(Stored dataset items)
▬▬▬▬▬▬▬▬▬▬

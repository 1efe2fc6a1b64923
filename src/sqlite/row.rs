use std::sync::Arc;

use async_trait::async_trait;

use crate::adapter::Row;
use crate::error::AdapterError;
use crate::results::{ScanTarget, scan_into};
use crate::types::RowValues;

use super::config::{SharedSqliteConnection, SqlitePool};
use super::connection::SqliteConn;
use super::executor::query_first;

pub(crate) enum SqliteExecutor<'a> {
    Pool(&'a SqlitePool),
    Conn(&'a mut SqliteConn),
    /// The connection of an open transaction.
    Shared(SharedSqliteConnection),
    Closed,
}

/// A single-row query on `SQLite`, run when scanned.
pub struct SqliteRow<'a> {
    exec: SqliteExecutor<'a>,
    sql: String,
    args: Vec<RowValues>,
}

impl<'a> SqliteRow<'a> {
    pub(crate) fn new(exec: SqliteExecutor<'a>, sql: &str, args: &[RowValues]) -> Self {
        Self {
            exec,
            sql: sql.to_owned(),
            args: args.to_vec(),
        }
    }
}

#[async_trait]
impl Row for SqliteRow<'_> {
    async fn scan(self: Box<Self>, dest: &mut [&mut dyn ScanTarget]) -> Result<(), AdapterError> {
        let SqliteRow { exec, sql, args } = *self;
        let values = match exec {
            SqliteExecutor::Pool(pool) => {
                let conn = pool.get().await?;
                query_first(Arc::clone(&*conn), &sql, &args).await?
            }
            SqliteExecutor::Conn(conn) => {
                conn.settle().await?;
                query_first(conn.shared()?, &sql, &args).await?
            }
            SqliteExecutor::Shared(conn) => query_first(conn, &sql, &args).await?,
            SqliteExecutor::Closed => return Err(AdapterError::TxClosed),
        };
        scan_into(values, dest)
    }
}
use chrono::{DateTime, NaiveDate, NaiveDateTime, NaiveTime, Utc};
use deadpool_postgres::ClientWrapper;
use serde_json::Value;
use tracing::debug;

use crate::error::AdapterError;
use crate::results::CommandTag;
use crate::translation::{PlaceholderStyle, translate_placeholders};
use crate::types::{ParamConverter, RowValues};

use super::params::Params as PgParams;

/// Extracts a `RowValues` from a `tokio_postgres` Row at the given index.
///
/// # Errors
/// Returns `AdapterError` if the column cannot be retrieved.
pub fn postgres_extract_value(
    row: &tokio_postgres::Row,
    idx: usize,
) -> Result<RowValues, AdapterError> {
    let type_info = row.columns()[idx].type_();

    let value = match type_info.name() {
        "int2" => row
            .try_get::<_, Option<i16>>(idx)?
            .map(|v| RowValues::Int(i64::from(v))),
        "int4" => row
            .try_get::<_, Option<i32>>(idx)?
            .map(|v| RowValues::Int(i64::from(v))),
        "int8" => row.try_get::<_, Option<i64>>(idx)?.map(RowValues::Int),
        "float4" => row
            .try_get::<_, Option<f32>>(idx)?
            .map(|v| RowValues::Float(f64::from(v))),
        "float8" => row.try_get::<_, Option<f64>>(idx)?.map(RowValues::Float),
        "bool" => row.try_get::<_, Option<bool>>(idx)?.map(RowValues::Bool),
        "timestamp" => row
            .try_get::<_, Option<NaiveDateTime>>(idx)?
            .map(RowValues::Timestamp),
        "timestamptz" => row
            .try_get::<_, Option<DateTime<Utc>>>(idx)?
            .map(|v| RowValues::Timestamp(v.naive_utc())),
        "date" => row
            .try_get::<_, Option<NaiveDate>>(idx)?
            .map(|v| RowValues::Timestamp(v.and_time(NaiveTime::MIN))),
        "json" | "jsonb" => row.try_get::<_, Option<Value>>(idx)?.map(RowValues::JSON),
        "bytea" => row.try_get::<_, Option<Vec<u8>>>(idx)?.map(RowValues::Blob),
        // text, varchar, bpchar, name and anything else with a textual FromSql
        _ => row.try_get::<_, Option<String>>(idx)?.map(RowValues::Text),
    };

    Ok(value.unwrap_or(RowValues::Null))
}

/// Extract every column of `row`, in select-list order.
///
/// # Errors
/// Returns `AdapterError` if any column cannot be retrieved.
pub fn extract_row(row: &tokio_postgres::Row) -> Result<Vec<RowValues>, AdapterError> {
    let mut values = Vec::with_capacity(row.len());
    for idx in 0..row.len() {
        values.push(postgres_extract_value(row, idx)?);
    }
    Ok(values)
}

/// Execute a statement on a pooled client and report the rows it affected.
///
/// Statements go through the client's prepared-statement cache.
///
/// # Errors
/// Returns errors from parameter conversion, preparation, or execution.
pub async fn execute_on(
    client: &ClientWrapper,
    sql: &str,
    args: &[RowValues],
) -> Result<CommandTag, AdapterError> {
    let sql = translate_placeholders(sql, PlaceholderStyle::Postgres);
    let converted = PgParams::convert_sql_params(args)?;
    let stmt = client.prepare_cached(&sql).await?;
    let affected = client.execute(&stmt, converted.as_refs()).await?;
    debug!(rows_affected = affected, "postgres execute");
    Ok(CommandTag::from(affected))
}

/// Run a query and extract its first row. Further rows are discarded.
///
/// # Errors
/// Returns `AdapterError::NoRows` for an empty result, otherwise errors from parameter
/// conversion, preparation, execution, or extraction.
pub async fn query_first(
    client: &ClientWrapper,
    sql: &str,
    args: &[RowValues],
) -> Result<Vec<RowValues>, AdapterError> {
    let sql = translate_placeholders(sql, PlaceholderStyle::Postgres);
    let converted = PgParams::convert_sql_params(args)?;
    let stmt = client.prepare_cached(&sql).await?;
    let rows = client.query(&stmt, converted.as_refs()).await?;
    let first = rows.first().ok_or(AdapterError::NoRows)?;
    extract_row(first)
}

▬▬▬▬▬▬▬▬▬▬

▶ **Your goal**: The answer is a single number: how many lines in the data above hold the string "await".

▶ **Written reply**: 9